Archivi del giorno: Maggio 10, 2009

Il Paradiso (tu vivrai)

Roberto De Mattei si fa interprete, su Il Foglio, del pensiero di Benedetto XVI. Il punto è uno solo: i guai che provoca il rimettere tutto alla libertà della coscienza. Quel che sarebbe per l’ennesima volta da notare, è il modo in cui si argomenta in difesa della verità: siccome per la via del soggettivismo moderno (e relativismo e nichilismo, eccetera eccetera) non si salva nulla di ciò a cui tengo, allora il soggettivismo è erroneo. Anche a voler mettere al posto di "ciò a cui tengo" qualcosa di più solido e meno idiosincratico, resta che in tutte queste difese dell’oggettivismo nella morale (e non solo nella morale) ciò su cui l’argomento si regge è semplicemente l’indesiderabilità delle conseguenze. Un modo abbastanza comodo di argomentare.

Ma (lascio perdere quel che la filosofia contemporanea avrebbe da dire su queste superstizioni del soggettivismo e dell’oggettivismo) neppure questo modo è seguito veramente sino in fondo. Tra queste conseguenze, Roberto De Mattei mette infatti la seguente:
"I cattolici che rifiutano l’assioma extra ecclesiam nulla salus sono convinti che la ‘buona fede’ salva. Ma allora, assomigliano a quel teologo, conosciuto dal giovane professor Ratzinger, secondo cui persino i membri delle SS naziste sarebbero in Paradiso perché portarono a compimento le loro atrocità con assoluta certezza di coscienza".

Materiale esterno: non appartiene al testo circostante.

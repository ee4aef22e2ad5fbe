//! Runtime configuration.
//!
//! Values come from the environment with fixed fallbacks; the CLI can
//! override each of them with a flag.

use serde::{Deserialize, Serialize};

/// Catalog document listing every published repair script.
pub const DEFAULT_SCRIPT_MAP_URL: &str =
    "https://raw.githubusercontent.com/Azure/repair-script-library/master/map.json";

/// Default HTTP timeout for catalog requests.
pub const DEFAULT_CATALOG_TIMEOUT_SECS: u64 = 30;

pub const ENV_SCRIPT_MAP_URL: &str = "VM_REPAIR_SCRIPT_MAP_URL";
pub const ENV_AZ_PATH: &str = "VM_REPAIR_AZ_PATH";
pub const ENV_CATALOG_TIMEOUT_SECS: &str = "VM_REPAIR_CATALOG_TIMEOUT_SECS";

/// Repair toolkit configuration
#[derive(Debug, Clone, Serialize, Deserialize, PartialEq)]
pub struct RepairConfig {
    /// URL of the script catalog document
    pub script_map_url: String,
    /// az executable to spawn
    pub az_path: String,
    /// Timeout applied to catalog HTTP requests
    pub catalog_timeout_secs: u64,
}

impl Default for RepairConfig {
    fn default() -> Self {
        let az_default = if cfg!(windows) { "az.cmd" } else { "az" };
        RepairConfig {
            script_map_url: std::env::var(ENV_SCRIPT_MAP_URL)
                .unwrap_or_else(|_| DEFAULT_SCRIPT_MAP_URL.to_string()),
            az_path: std::env::var(ENV_AZ_PATH).unwrap_or_else(|_| az_default.to_string()),
            catalog_timeout_secs: std::env::var(ENV_CATALOG_TIMEOUT_SECS)
                .ok()
                .and_then(|v| v.parse().ok())
                .unwrap_or(DEFAULT_CATALOG_TIMEOUT_SECS),
        }
    }
}

impl RepairConfig {
    /// Create a config from environment variables
    pub fn from_env() -> Self {
        Self::default()
    }

    /// Point the catalog at a different document
    pub fn with_script_map_url(mut self, url: &str) -> Self {
        self.script_map_url = url.to_string();
        self
    }

    /// Spawn a different az executable
    pub fn with_az_path(mut self, path: &str) -> Self {
        self.az_path = path.to_string();
        self
    }

    pub fn catalog_timeout(&self) -> std::time::Duration {
        std::time::Duration::from_secs(self.catalog_timeout_secs)
    }
}
//! Error types for az-shell

use thiserror::Error;

/// Errors that can occur while invoking the az CLI
#[derive(Error, Debug)]
pub enum AzError {
    /// The executable could not be started
    #[error("failed to start `{program}`: {source}")]
    Spawn {
        program: String,
        #[source]
        source: std::io::Error,
    },

    /// The command ran and exited non-zero
    #[error("az command failed: `{command}` exited with {exit_code:?}: {stderr}")]
    CommandFailed {
        /// Rendered command line, secrets masked
        command: String,
        exit_code: Option<i32>,
        stderr: String,
    },

    /// The command was empty
    #[error("az command has no arguments")]
    EmptyCommand,
}

impl AzError {
    /// Stderr of a failed command, if it ran at all.
    pub fn stderr(&self) -> Option<&str> {
        match self {
            AzError::CommandFailed { stderr, .. } => Some(stderr),
            _ => None,
        }
    }
}
//! Script parameter encoding.
//!
//! Parameters arrive as `key=value` strings (bare values are allowed) and
//! are rendered in the calling convention of the target interpreter.

use crate::session::OsFamily;

/// `key=value key2=value2`
pub fn process_bash_parameters(parameters: &[String]) -> String {
    parameters
        .iter()
        .map(|p| match p.split_once('=') {
            Some((name, value)) => format!("{name}={value}"),
            None => p.clone(),
        })
        .collect::<Vec<_>>()
        .join(" ")
}

/// `-key value -key2 value2`
pub fn process_ps_parameters(parameters: &[String]) -> String {
    parameters
        .iter()
        .map(|p| match p.split_once('=') {
            Some((name, value)) => format!("-{name} {value}"),
            None => p.clone(),
        })
        .collect::<Vec<_>>()
        .join(" ")
}

/// Replace every space with `%20`.
///
/// `az vm run-command invoke` splits parameter values on spaces; the
/// driver scripts decode `%20` back before handing parameters on.
pub fn encode_spaces(param_string: &str) -> String {
    param_string.replace(' ', "%20")
}

/// Encoded parameter string for `os`, or `None` when there are none.
pub fn serialize_parameters(os: OsFamily, parameters: &[String]) -> Option<String> {
    if parameters.is_empty() {
        return None;
    }
    let rendered = match os {
        OsFamily::Linux => process_bash_parameters(parameters),
        OsFamily::Windows => process_ps_parameters(parameters),
    };
    Some(encode_spaces(&rendered))
}
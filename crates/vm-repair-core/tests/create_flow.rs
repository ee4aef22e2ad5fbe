//! End-to-end tests for `create` against a scripted az executor.

use std::sync::Arc;

use serde_json::json;
use tokio_util::sync::CancellationToken;
use vm_repair_core::fakes::{RecordingTelemetry, ScriptedAz, StaticCatalog, VmFixture};
use vm_repair_core::obs::REDACTED;
use vm_repair_core::{create, CreateRequest, ExecutionContext, Status};

const COPY_ID: &str =
    "/subscriptions/00000000-0000-0000-0000-000000000000/resourceGroups/prod-rg/providers/Microsoft.Compute/disks/web01-copy";

fn context(az: &Arc<ScriptedAz>) -> (ExecutionContext, Arc<RecordingTelemetry>) {
    let telemetry = RecordingTelemetry::new();
    let ctx = ExecutionContext::new(az.clone(), Arc::new(StaticCatalog::default()))
        .with_telemetry(telemetry.clone());
    (ctx, telemetry)
}

fn request() -> CreateRequest {
    CreateRequest::new("web01", "prod-rg", "Hunter2!Secret")
        .with_repair_vm_name("repair-web01")
        .with_copy_disk_name("web01-copy")
        .with_repair_group_name("repair-rg")
}

fn managed_az() -> ScriptedAz {
    ScriptedAz::new()
        .on("vm show", VmFixture::new("prod-rg", "web01").to_json())
        .on("list-skus -s Standard_D2s_v3", "Standard_D2s_v3\n")
        .on("disk create", format!("{COPY_ID}\n"))
        .on(
            "resource list",
            "/subscriptions/00000000-0000-0000-0000-000000000000/resourceGroups/repair-rg/providers/Microsoft.Compute/virtualMachines/repair-web01\n",
        )
}

fn position(calls: &[String], pattern: &str) -> usize {
    calls
        .iter()
        .position(|c| c.contains(pattern))
        .unwrap_or_else(|| panic!("no call matching '{pattern}' in {calls:#?}"))
}

#[tokio::test]
async fn managed_disk_happy_path() {
    let az = Arc::new(managed_az());
    let (ctx, telemetry) = context(&az);

    let outcome = create(&ctx, &request()).await;

    assert_eq!(outcome.status, Status::Success, "{:?}", outcome.error_message);
    let details = outcome.details.clone().unwrap();
    assert_eq!(details.repair_vm_name, "repair-web01");
    assert_eq!(details.copied_disk_name, "web01-copy");
    assert_eq!(details.copied_disk_uri, COPY_ID);
    assert_eq!(details.repair_resource_group, "repair-rg");
    assert_eq!(details.resource_tag, "repair_source=prod-rg/web01");
    assert_eq!(details.created_resources.len(), 2);
    assert_eq!(details.created_resources.last().map(String::as_str), Some(COPY_ID));
    assert_eq!(
        details.repair_vm_id.as_deref(),
        Some("/subscriptions/00000000-0000-0000-0000-000000000000/resourceGroups/repair-rg/providers/Microsoft.Compute/virtualMachines/repair-web01")
    );
    assert!(outcome.message.contains("vm-repair restore -n web01 -g prod-rg"));

    let calls = az.rendered_calls();
    assert!(position(&calls, "group create") < position(&calls, "--validate"));
    assert!(position(&calls, "--validate") < position(&calls, "disk create"));
    assert!(position(&calls, "disk create") < position(&calls, "vm disk attach"));
    assert_eq!(az.count_matching("az vm create"), 2);
    assert_eq!(az.count_matching("group delete"), 0);
    assert!(calls.iter().all(|c| !c.contains("Hunter2!Secret")));

    let copy = az.find("disk create").unwrap();
    assert_eq!(copy.value_of("-g"), Some("prod-rg"));
    assert_eq!(copy.value_of("--source"), Some("web01-osdisk"));
    assert_eq!(copy.value_of("--sku"), Some("Premium_LRS"));
    let attach = az.find("vm disk attach").unwrap();
    assert_eq!(attach.value_of("--name"), Some(COPY_ID));
    assert_eq!(attach.value_of("--vm-name"), Some("repair-web01"));

    let vm_create = az.find("az vm create").unwrap();
    assert_eq!(vm_create.value_of("--admin-password"), Some("Hunter2!Secret"));
    assert_eq!(vm_create.value_of("--image"), Some("UbuntuLTS"));
    assert!(!vm_create.has_arg("--admin-username"));

    let records = telemetry.records();
    assert_eq!(records.len(), 1);
    assert_eq!(records[0].command, "vm repair create");
    assert_eq!(records[0].status, Status::Success);
    assert_eq!(records[0].parameters["repair_password"], REDACTED);
}

#[tokio::test]
async fn deallocated_vm_reads_disk_sku_from_disk() {
    let az = Arc::new(
        ScriptedAz::new()
            .on(
                "vm show",
                VmFixture::new("prod-rg", "web01").deallocated().to_json(),
            )
            .on("list-skus -s Standard_D2s_v3", "Standard_D2s_v3")
            .on("disk show", "StandardSSD_LRS\n")
            .on("disk create", COPY_ID),
    );
    let (ctx, _) = context(&az);

    let outcome = create(&ctx, &request()).await;

    assert!(outcome.is_success());
    let copy = az.find("disk create").unwrap();
    assert_eq!(copy.value_of("--sku"), Some("StandardSSD_LRS"));
    assert_eq!(az.find("disk show").unwrap().value_of("-n"), Some("web01-osdisk"));
}

#[tokio::test]
async fn failed_resource_listing_keeps_repair_vm() {
    let az = Arc::new(
        ScriptedAz::new()
            .on("vm show", VmFixture::new("prod-rg", "web01").to_json())
            .on("list-skus -s Standard_D2s_v3", "Standard_D2s_v3\n")
            .on("disk create", format!("{COPY_ID}\n"))
            .fail_on("resource list", "TooManyRequests: throttled"),
    );
    let (ctx, _telemetry) = context(&az);

    let outcome = create(&ctx, &request()).await;

    assert_eq!(outcome.status, Status::Success, "{:?}", outcome.error_message);
    assert_eq!(az.count_matching("vm disk attach"), 1);
    assert_eq!(az.count_matching("group delete"), 0);
    let details = outcome.details.unwrap();
    assert_eq!(details.created_resources, vec![COPY_ID.to_string()]);
}

#[tokio::test]
async fn disk_copy_failure_cleans_up_exactly_once() {
    let az = Arc::new(
        ScriptedAz::new()
            .on("vm show", VmFixture::new("prod-rg", "web01").to_json())
            .on("list-skus -s Standard_D2s_v3", "Standard_D2s_v3")
            .fail_on("disk create", "QuotaExceeded"),
    );
    let (ctx, telemetry) = context(&az);

    let outcome = create(&ctx, &request()).await;

    assert_eq!(outcome.status, Status::Error);
    assert_eq!(
        outcome.message,
        "Repair create failed. Cleaning up created resources."
    );
    assert!(outcome.error_message.unwrap().contains("QuotaExceeded"));
    assert_eq!(az.count_matching("az group delete --name repair-rg --yes --no-wait"), 1);
    assert_eq!(az.count_matching("vm disk attach"), 0);

    let value = telemetry.records()[0].result.clone();
    assert_eq!(value["status"], json!("ERROR"));
}

#[tokio::test]
async fn no_compatible_size_fails_before_creating_anything() {
    let az = Arc::new(
        ScriptedAz::new()
            .on("vm show", VmFixture::new("prod-rg", "web01").size("Standard_M128").to_json())
            .on("list-skus", "[]"),
    );
    let (ctx, _) = context(&az);

    let outcome = create(&ctx, &request()).await;

    assert_eq!(outcome.status, Status::Error);
    assert!(outcome.message.starts_with("Please check if the current subscription"));
    assert_eq!(az.count_matching("group create"), 0);
    assert_eq!(az.count_matching("group delete"), 1);
}

#[tokio::test]
async fn fallback_size_used_when_source_size_unavailable() {
    let az = Arc::new(
        ScriptedAz::new()
            .on("vm show", VmFixture::new("prod-rg", "web01").size("Standard_M128").to_json())
            .on("list-skus -s Standard_M128", "")
            .on("list-skus -s standard_d", "[\"Standard_D2s_v3\", \"Standard_D4s_v3\"]")
            .on("disk create", COPY_ID),
    );
    let (ctx, _) = context(&az);

    let outcome = create(&ctx, &request()).await;

    assert!(outcome.is_success());
    let vm_create = az.find("az vm create").unwrap();
    assert_eq!(vm_create.value_of("--size"), Some("Standard_D2s_v3"));
}

fn unmanaged_az(copy_status: &str) -> ScriptedAz {
    ScriptedAz::new()
        .on(
            "vm show",
            VmFixture::new("prod-rg", "web01").unmanaged().to_json(),
        )
        .on("list-skus -s Standard_D2s_v3", "Standard_D2s_v3")
        .on(
            "show-connection-string",
            "DefaultEndpointsProtocol=https;AccountName=prodrgstore;AccountKey=TOPSECRETKEY\n",
        )
        .on("blob snapshot", "2024-05-01T10:00:00.0000000Z\n")
        .on("properties.copy.status", format!("{copy_status}\n"))
}

#[tokio::test]
async fn unmanaged_disk_happy_path() {
    let az = Arc::new(unmanaged_az("success"));
    let (ctx, _) = context(&az);

    let outcome = create(&ctx, &request()).await;

    assert!(outcome.is_success(), "{:?}", outcome.error_message);
    let details = outcome.details.unwrap();
    assert_eq!(details.copied_disk_name, "web01-copy.vhd");
    assert_eq!(
        details.copied_disk_uri,
        "https://prodrgstore.blob.core.windows.net/vhds/web01-copy.vhd"
    );

    let snapshot = az.find("blob snapshot").unwrap();
    assert_eq!(snapshot.value_of("-c"), Some("vhds"));
    assert_eq!(snapshot.value_of("-n"), Some("web01-osdisk.vhd"));
    let copy = az.find("blob copy start").unwrap();
    assert_eq!(copy.value_of("-b"), Some("web01-copy.vhd"));
    assert_eq!(
        copy.value_of("--source-uri"),
        Some("https://prodrgstore.blob.core.windows.net/vhds/web01-osdisk.vhd?snapshot=2024-05-01T10:00:00.0000000Z")
    );
    let attach = az.find("unmanaged-disk attach").unwrap();
    assert_eq!(
        attach.value_of("--vhd-uri"),
        Some("https://prodrgstore.blob.core.windows.net/vhds/web01-copy.vhd")
    );

    let calls = az.rendered_calls();
    assert!(calls.iter().all(|c| !c.contains("TOPSECRETKEY")));
    assert!(position(&calls, "blob copy start") < position(&calls, "--use-unmanaged-disk"));
    assert!(position(&calls, "--use-unmanaged-disk") < position(&calls, "properties.copy.status"));
}

#[tokio::test]
async fn pending_copy_is_an_error() {
    let az = Arc::new(unmanaged_az("pending"));
    let (ctx, _) = context(&az);

    let outcome = create(&ctx, &request()).await;

    assert_eq!(outcome.status, Status::Error);
    assert_eq!(
        outcome.message,
        "Repair create failed. Please try again at another time. Cleaning up created resources."
    );
    assert!(outcome.error_message.unwrap().contains("pending"));
    assert_eq!(az.count_matching("unmanaged-disk attach"), 0);
    assert_eq!(az.count_matching("group delete"), 1);
}

#[tokio::test]
async fn windows_requires_username() {
    let az = Arc::new(ScriptedAz::new().on(
        "vm show",
        VmFixture::new("prod-rg", "web01").windows().to_json(),
    ));
    let (ctx, _) = context(&az);

    let outcome = create(&ctx, &request()).await;

    assert_eq!(outcome.status, Status::Error);
    assert!(outcome.message.contains("Invalid arguments"));
    assert_eq!(az.count_matching("group create"), 0);
}

#[tokio::test]
async fn windows_skips_image_matching_source_version() {
    let az = Arc::new(
        ScriptedAz::new()
            .on(
                "vm show",
                VmFixture::new("prod-rg", "web01")
                    .windows()
                    .image_version("14393.3000.1906")
                    .to_json(),
            )
            .on(
                "vm image list",
                json!([
                    "MicrosoftWindowsServer:WindowsServer:2016-Datacenter:14393.3000.1906",
                    "MicrosoftWindowsServer:WindowsServer:2016-Datacenter:14393.2999.1905"
                ])
                .to_string(),
            )
            .on("list-skus -s Standard_D2s_v3", "Standard_D2s_v3")
            .on("disk create", COPY_ID),
    );
    let (ctx, _) = context(&az);

    let outcome = create(&ctx, &request().with_username("fixer")).await;

    assert!(outcome.is_success(), "{:?}", outcome.error_message);
    let vm_create = az.find("az vm create").unwrap();
    assert_eq!(
        vm_create.value_of("--image"),
        Some("MicrosoftWindowsServer:WindowsServer:2016-Datacenter:14393.2999.1905")
    );
    assert_eq!(vm_create.value_of("--admin-username"), Some("fixer"));
    assert!(az.rendered_calls().iter().all(|c| !c.contains("fixer")));
}

#[tokio::test]
async fn no_windows_image_is_reported() {
    let az = Arc::new(
        ScriptedAz::new()
            .on("vm show", VmFixture::new("prod-rg", "web01").windows().to_json())
            .on("vm image list", "[]"),
    );
    let (ctx, _) = context(&az);

    let outcome = create(&ctx, &request().with_username("fixer")).await;

    assert_eq!(outcome.status, Status::Error);
    assert!(outcome.message.starts_with("A compatible Windows OS image is not available"));
}

#[tokio::test]
async fn interrupt_cleans_up_once() {
    let az = Arc::new(managed_az());
    let (ctx, _) = context(&az);
    let token = CancellationToken::new();
    token.cancel();
    let ctx = ctx.with_interrupt(token);

    let outcome = create(&ctx, &request()).await;

    assert_eq!(outcome.status, Status::Error);
    assert_eq!(
        outcome.message,
        "Command interrupted by user input. Cleaning up resources."
    );
    assert_eq!(az.count_matching("group delete"), 1);
    assert_eq!(az.count_matching("group create"), 0);
}

#[tokio::test]
async fn outcome_always_has_status() {
    let az = Arc::new(ScriptedAz::new().on("vm show", "not json"));
    let (ctx, _) = context(&az);

    let value = create(&ctx, &request()).await.to_value();

    assert_eq!(value["status"], json!("ERROR"));
    assert_eq!(
        value["message"],
        json!("An unexpected error occurred. Try running again with the --verbose flag to debug.")
    );
}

Qualunque cosa pensasse il giovane professor Ratzinger, la mia idea è che se proprio devo trovare un posto per l’idea di Paradiso, se proprio mi deve tornare comoda, direi che è quel qualcosa in cui persino i membri delle SS naziste possono trovar posto. Non vedo a cos’altro potrebbe servirmi l’idea del Paradiso, e forse è vero: metterla in un modo o nel’altro è la misura oggettiva della coscienza dell’uno o dell’altro: di ciò su cui essa è fondata.